(What you need to do):
State the number of lines in the records that contain "format", with no other words.

(Provided data):

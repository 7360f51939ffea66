use axum::http::StatusCode;
use axum::response::{IntoResponse, Response};
use placement_core::error::CoreError;
use placement_db::error::DbError;
use serde_json::json;

/// Application-level error type for HTTP handlers.
///
/// Wraps [`CoreError`] for domain errors and adds HTTP-specific variants.
/// Implements [`IntoResponse`] to produce consistent JSON error responses.
#[derive(Debug, thiserror::Error)]
pub enum AppError {
    /// A domain-level error from `placement_core`.
    #[error(transparent)]
    Core(#[from] CoreError),

    /// A database error from sqlx.
    #[error("Database error: {0}")]
    Database(#[from] sqlx::Error),

    /// A bad request with a human-readable message.
    #[error("Bad request: {0}")]
    BadRequest(String),

    /// An internal error with a human-readable message.
    #[error("Internal error: {0}")]
    InternalError(String),
}

/// Convenience type alias for handler return values.
pub type AppResult<T> = Result<T, AppError>;

impl From<DbError> for AppError {
    fn from(err: DbError) -> Self {
        match err {
            DbError::Core(core) => AppError::Core(core),
            DbError::Sqlx(sqlx) => AppError::Database(sqlx),
        }
    }
}

impl From<validator::ValidationErrors> for AppError {
    fn from(errors: validator::ValidationErrors) -> Self {
        AppError::Core(CoreError::Validation(errors.to_string()))
    }
}

impl IntoResponse for AppError {
    fn into_response(self) -> Response {
        let (status, code, message) = match &self {
            AppError::Core(core) => match core {
                CoreError::NotFound { entity, id } => (
                    StatusCode::NOT_FOUND,
                    "NOT_FOUND",
                    format!("{entity} with id {id} not found"),
                ),
                CoreError::Validation(msg) => {
                    (StatusCode::BAD_REQUEST, "VALIDATION_ERROR", msg.clone())
                }
                CoreError::Conflict(msg) => (StatusCode::CONFLICT, "CONFLICT", msg.clone()),
                CoreError::Unauthorized(msg) => {
                    (StatusCode::UNAUTHORIZED, "UNAUTHORIZED", msg.clone())
                }
                CoreError::Forbidden(msg) => (StatusCode::FORBIDDEN, "FORBIDDEN", msg.clone()),
                CoreError::Internal(msg) => {
                    tracing::error!(error = %msg, "Internal core error");
                    internal()
                }
            },

            AppError::Database(err) => classify_sqlx_error(err),

            AppError::BadRequest(msg) => (StatusCode::BAD_REQUEST, "BAD_REQUEST", msg.clone()),
            AppError::InternalError(msg) => {
                tracing::error!(error = %msg, "Internal error");
                internal()
            }
        };

        let body = json!({
            "error": message,
            "code": code,
        });

        (status, axum::Json(body)).into_response()
    }
}

fn internal() -> (StatusCode, &'static str, String) {
    (
        StatusCode::INTERNAL_SERVER_ERROR,
        "INTERNAL_ERROR",
        "An internal error occurred".to_string(),
    )
}

/// Map a sqlx error onto a status, code and client-safe message.
///
/// `RowNotFound` is 404. Unique violations on `uq_` constraints are 409 and
/// foreign-key violations on `fk_` constraints are 400, both with a message
/// naming what clashed. Anything else is logged and surfaces as a bare 500.
fn classify_sqlx_error(err: &sqlx::Error) -> (StatusCode, &'static str, String) {
    match err {
        sqlx::Error::RowNotFound => (
            StatusCode::NOT_FOUND,
            "NOT_FOUND",
            "Resource not found".to_string(),
        ),
        sqlx::Error::Database(db_err) => {
            let constraint = db_err.constraint().unwrap_or_default();
            match db_err.code().as_deref() {
                Some("23505") if constraint.starts_with("uq_") => (
                    StatusCode::CONFLICT,
                    "CONFLICT",
                    duplicate_message(constraint),
                ),
                Some("23503") if constraint.starts_with("fk_") => (
                    StatusCode::BAD_REQUEST,
                    "VALIDATION_ERROR",
                    format!("Referenced row does not exist ({constraint})"),
                ),
                _ => {
                    tracing::error!(error = %db_err, constraint, "Database error");
                    internal()
                }
            }
        }
        other => {
            tracing::error!(error = %other, "Database error");
            internal()
        }
    }
}

fn duplicate_message(constraint: &str) -> String {
    match constraint {
        "uq_cvs_passport_number" => "A CV with this passport number already exists".into(),
        "uq_users_username" => "Username is already taken".into(),
        "uq_users_email" => "Email is already registered".into(),
        "uq_offers_pending_cv_employer" => {
            "You already have a pending offer on this CV".into()
        }
        "uq_transfers_pending_cv" => "This CV already has a pending transfer".into(),
        "uq_cv_processes_cv_id" => "This CV already has a placement process".into(),
        other => format!("Duplicate value violates unique constraint: {other}"),
    }
}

(Your response):
3